STF anula lei de Santa Catarina que vetava cotas raciais em universidades públicas

Decisão unânime reafirma constitucionalidade das ações afirmativas

O Supremo Tribunal Federal (STF) derrubou por unanimidade a lei de Santa Catarina que proibiu a reserva de vagas por cotas raciais em instituições de ensino superior financiadas pelo estado. A decisão, concluída no plenário virtual da Corte, teve placar de 10 a 0 e considerou a norma inconstitucional. A legislação estadual permitia cotas apenas para pessoas com deficiência, alunos de escolas públicas ou com base em critérios econômicos.

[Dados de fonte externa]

impl Header {
    fn describe(payload: &[u8]) -> Result<Self, SerializeError> {
        let payload_len = u32::try_from(payload.len())
            .map_err(|_| SerializeError::PayloadTooLarge { len: payload.len() })?;
        Ok(Self {
            format_version: FORMAT_VERSION,
            engine_version: ENGINE_VERSION,
            payload_len,
            digest: digest(payload),
        })
    }

    fn to_bytes(self) -> [u8; HEADER_SIZE] {
        let mut out = [0u8; HEADER_SIZE];
        out[0..4].copy_from_slice(MAGIC);
        out[4..6].copy_from_slice(&self.format_version.to_le_bytes());
        out[6..8].copy_from_slice(&self.engine_version.to_le_bytes());
        // 8..12: flags, reserved as zero
        out[12..16].copy_from_slice(&self.payload_len.to_le_bytes());
        out[16..32].copy_from_slice(&self.digest);
        out
    }

    /// Check the header of `bytes` and return it with exactly the payload it
    /// announces. Missing or extra bytes are both a length mismatch.
    fn split(bytes: &[u8]) -> Result<(Self, &[u8]), DeserializeError> {
        if bytes.len() < HEADER_SIZE {
            return Err(DeserializeError::LengthMismatch {
                expected: HEADER_SIZE,
                actual: bytes.len(),
            });
        }
        let (head, payload) = bytes.split_at(HEADER_SIZE);
        if &head[0..4] != MAGIC {
            return Err(DeserializeError::BadMagic);
        }

        let format_version = u16::from_le_bytes([head[4], head[5]]);
        if format_version != FORMAT_VERSION {
            return Err(DeserializeError::IncompatibleVersion {
                blob: format_version,
                supported: FORMAT_VERSION,
            });
        }

        let payload_len = u32::from_le_bytes([head[12], head[13], head[14], head[15]]);
        if payload.len() != payload_len as usize {
            return Err(DeserializeError::LengthMismatch {
                expected: payload_len as usize,
                actual: payload.len(),
            });
        }

        let mut stored = [0u8; 16];
        stored.copy_from_slice(&head[16..32]);
        if stored != digest(payload) {
            return Err(DeserializeError::ChecksumMismatch);
        }

        let header = Self {
            format_version,
            engine_version: u16::from_le_bytes([head[6], head[7]]),
            payload_len,
            digest: stored,
        };
        Ok((header, payload))
    }
}

// ---------------------------------------------------------------------------
// Public encode/decode
// ---------------------------------------------------------------------------

pub(crate) fn encode(registry: &ActivityRegistry) -> Result<Vec<u8>, SerializeError> {
    let payload = bincode::serde::encode_to_vec(
        registry_to_serialized(registry),
        bincode::config::standard(),
    )?;
    let header = Header::describe(&payload)?;

    let mut buf = Vec::with_capacity(HEADER_SIZE + payload.len());
    buf.extend_from_slice(&header.to_bytes());
    buf.extend_from_slice(&payload);
    Ok(buf)
}

pub(crate) fn decode(
    bytes: &[u8],
    factories: &[(&str, ActivityFactory)],
    provider: &dyn ActivityProvider,
) -> Result<ActivityRegistry, DeserializeError> {
    let (header, payload) = Header::split(bytes)?;
    debug!(
        engine_version = header.engine_version,
        payload_len = header.payload_len,
        "decoding activity registry"
    );

    let (serialized, read): (SerializedRegistry, usize) =
        bincode::serde::decode_from_slice(payload, bincode::config::standard())?;
    if read != payload.len() {
        return Err(DeserializeError::Validation(format!(
            "{} unread bytes after the registry payload",
            payload.len() - read
        )));
    }

    validate(&serialized)?;

    let containers = serialized
        .entries
        .into_iter()
        .map(|entry| (entry.identifier, deserialize_container(entry.container)));
    Ok(ActivityRegistry::from_containers(
        containers, factories, provider,
    )?)
}

impl ActivityRegistry {
    /// Serialize the registry to the binary artifact format.
    ///
    /// # Errors
    ///
    /// [`SerializeError`] if the payload cannot be encoded.
    pub fn to_binary(&self) -> Result<Vec<u8>, SerializeError> {
        encode(self)
    }

    /// Rebuild a registry from bytes produced by [`to_binary`](Self::to_binary).
    ///
    /// # Errors
    ///
    /// [`DeserializeError`] if the header, checksum or payload is invalid, or
    /// an entry cannot be rebound.
    pub fn from_binary(
        bytes: &[u8],
        factories: &[(&str, ActivityFactory)],
        provider: &dyn ActivityProvider,
    ) -> Result<Self, DeserializeError> {
        decode(bytes, factories, provider)
    }
}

A ação foi movida pelo PSOL, PT, PCdoB e pelo Conselho Federal da Ordem dos Advogados do Brasil (OAB), que contestaram a Lei 19.722, aprovada em 2026 pela Assembleia Legislativa e sancionada pelo governador Jorginho Melo. O relator, ministro Gilmar Mendes, destacou que o STF já reconhece a constitucionalidade das políticas afirmativas baseadas em critérios étnico-raciais.

Além de Gilmar Mendes, os ministros Flávio Dino, Alexandre de Moraes, Dias Toffoli, Cristiano Zanin, Edson Fachin e Cármen Lúcia acompanharam o voto. Os ministros Luiz Fux, Nunes Marques e André Mendonça completaram o julgamento com votos favoráveis à derrubada da lei.

Dados do Censo da Educação Superior indicam que quase metade dos estudantes que ingressaram por meio de cotas raciais em universidades federais concluem o curso, reforçando a importância dessas políticas para a inclusão educacional.

Com essa decisão, o STF reafirma o entendimento de que as ações afirmativas são instrumentos legítimos para promover a diversidade e a igualdade no acesso ao ensino superior público.